El SOP ya no existe: por qué cambiaron el nombre de una de las condiciones más comunes en mujeres
El histórico Síndrome de Ovario Poliquístico ahora pasará a llamarse SOMP. Especialistas aseguran que no es solo un problema ginecológico y que el viejo nombre generó años de confusión, diagnósticos tardíos y tratamientos incompletos.
Durante años, millones de mujeres escucharon el mismo diagnóstico: SOP, o Síndrome de Ovario Poliquístico. El problema es que muchas veces ese nombre no explicaba realmente lo que les pasaba.
Ahora eso cambió.
Un consenso internacional publicado en la revista científica The Lancet redefinió oficialmente la condición y propuso un nuevo nombre: SOMP, Síndrome Ovárico Metabólico Poliendocrino. La modificación no es estética ni simbólica. Detrás hay más de una década de investigaciones, debates médicos y reclamos de pacientes que venían señalando lo mismo: el viejo término quedaba corto.
Porque el problema nunca fueron solamente los ovarios.
Mucho más que "quistes en los ovarios"
El cambio busca terminar con una idea instalada desde hace años: que la enfermedad se reduce a "tener quistes". En realidad, muchas pacientes con diagnóstico de SOP ni siquiera presentan quistes reales. Lo que suele verse en las ecografías son pequeños folículos que quedaron detenidos en distintas etapas del desarrollo ovárico.
Y al mismo tiempo, hay mujeres con ovarios poliquísticos que nunca desarrollan el síndrome.
Ahí empezó la discusión científica.
Los pequeños folículos quedan "congelados" en distintas etapas del desarrollo del ovario y alteran el funcionamiento hormonal.
El nuevo nombre intenta reflejar algo que hoy la medicina considera clave: se trata de una condición metabólica, hormonal y sistémica que impacta en distintas partes del cuerpo y no solo en la fertilidad o el ciclo menstrual.
Los síntomas que durante años fueron minimizados
Fatiga constante, caída del pelo, cambios de humor, acné, aumento de peso, resistencia a la insulina, ansiedad, problemas para dormir, inflamación, menstruaciones irregulares o dificultades para ovular forman parte de un cuadro mucho más complejo de lo que se creía hace algunos años. Muchas mujeres pasaron años normalizando esos síntomas.

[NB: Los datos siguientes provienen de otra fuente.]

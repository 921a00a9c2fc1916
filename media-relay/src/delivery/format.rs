//! Source classification and response content types.

use crate::engine::TranscodeTarget;
use crate::utils::url::media_extension;

/// Whether a source can be served as-is or must be re-encoded first.
#[derive(Debug, Clone, Copy, PartialEq, Eq)]
pub enum SourceClass {
    /// Already in the delivery format for its kind.
    Standard,
    NonStandard,
}

/// Audio is standard only as MP3, video only as MP4.
///
/// The extension comes from the URL path, falling back to query-string
/// format hints; URLs with neither are non-standard.
pub fn classify(url: &str, is_audio: bool) -> SourceClass {
    let target = TranscodeTarget::for_kind(is_audio).extension();
    match media_extension(url) {
        Some(extension) if extension == target => SourceClass::Standard,
        _ => SourceClass::NonStandard,
    }
}

/// Content type a client receives for a single source of this kind.
pub fn content_type(is_audio: bool) -> &'static str {
    TranscodeTarget::for_kind(is_audio).content_type()
}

En Argentina, ginecólogos y endocrinólogos vienen advirtiendo desde hace tiempo sobre el subdiagnóstico y el tratamiento fragmentado del síndrome. El enfoque tradicional muchas veces quedaba limitado a anticonceptivos o tratamientos de fertilidad, mientras otros síntomas seguían avanzando silenciosamente.
El nuevo término también busca romper con eso.
Según el consenso internacional, el SOMP debe entenderse como una condición que puede involucrar alteraciones hormonales, metabólicas, cardiovasculares y hasta psicológicas. Por eso el abordaje integral empieza a ganar terreno: alimentación, descanso, actividad física, salud mental y control metabólico pasan a tener un rol tan importante como la parte ginecológica.
El cambio busca menos estigma y más investigación
Otra de las claves del cambio tiene que ver con el estigma.
Muchas pacientes contaban que el viejo nombre generaba angustia, miedo o confusión apenas recibían el diagnóstico. Algunas creían que tenían "ovarios llenos de quistes"; otras pensaban automáticamente en infertilidad. Incluso hubo casos donde se descartaba el síndrome solo porque la ecografía no mostraba la clásica imagen poliquística.
La nueva denominación apunta justamente a evitar eso y a poner el foco en lo que realmente ocurre en el cuerpo.
Por ahora, los criterios diagnósticos y los tratamientos seguirán siendo los mismos. La implementación será gradual y convivirá durante algunos años con el término SOP, que sigue siendo el más conocido a nivel mundial.
Pero para muchas mujeres, el impacto ya es enorme.
Porque después de años escuchando que "era normal sentirse cansada", tener dolores constantes o vivir peleando con síntomas hormonales, el cambio llega como una validación médica y social de algo que venían diciendo hace tiempo: el problema nunca fue solamente un ovario.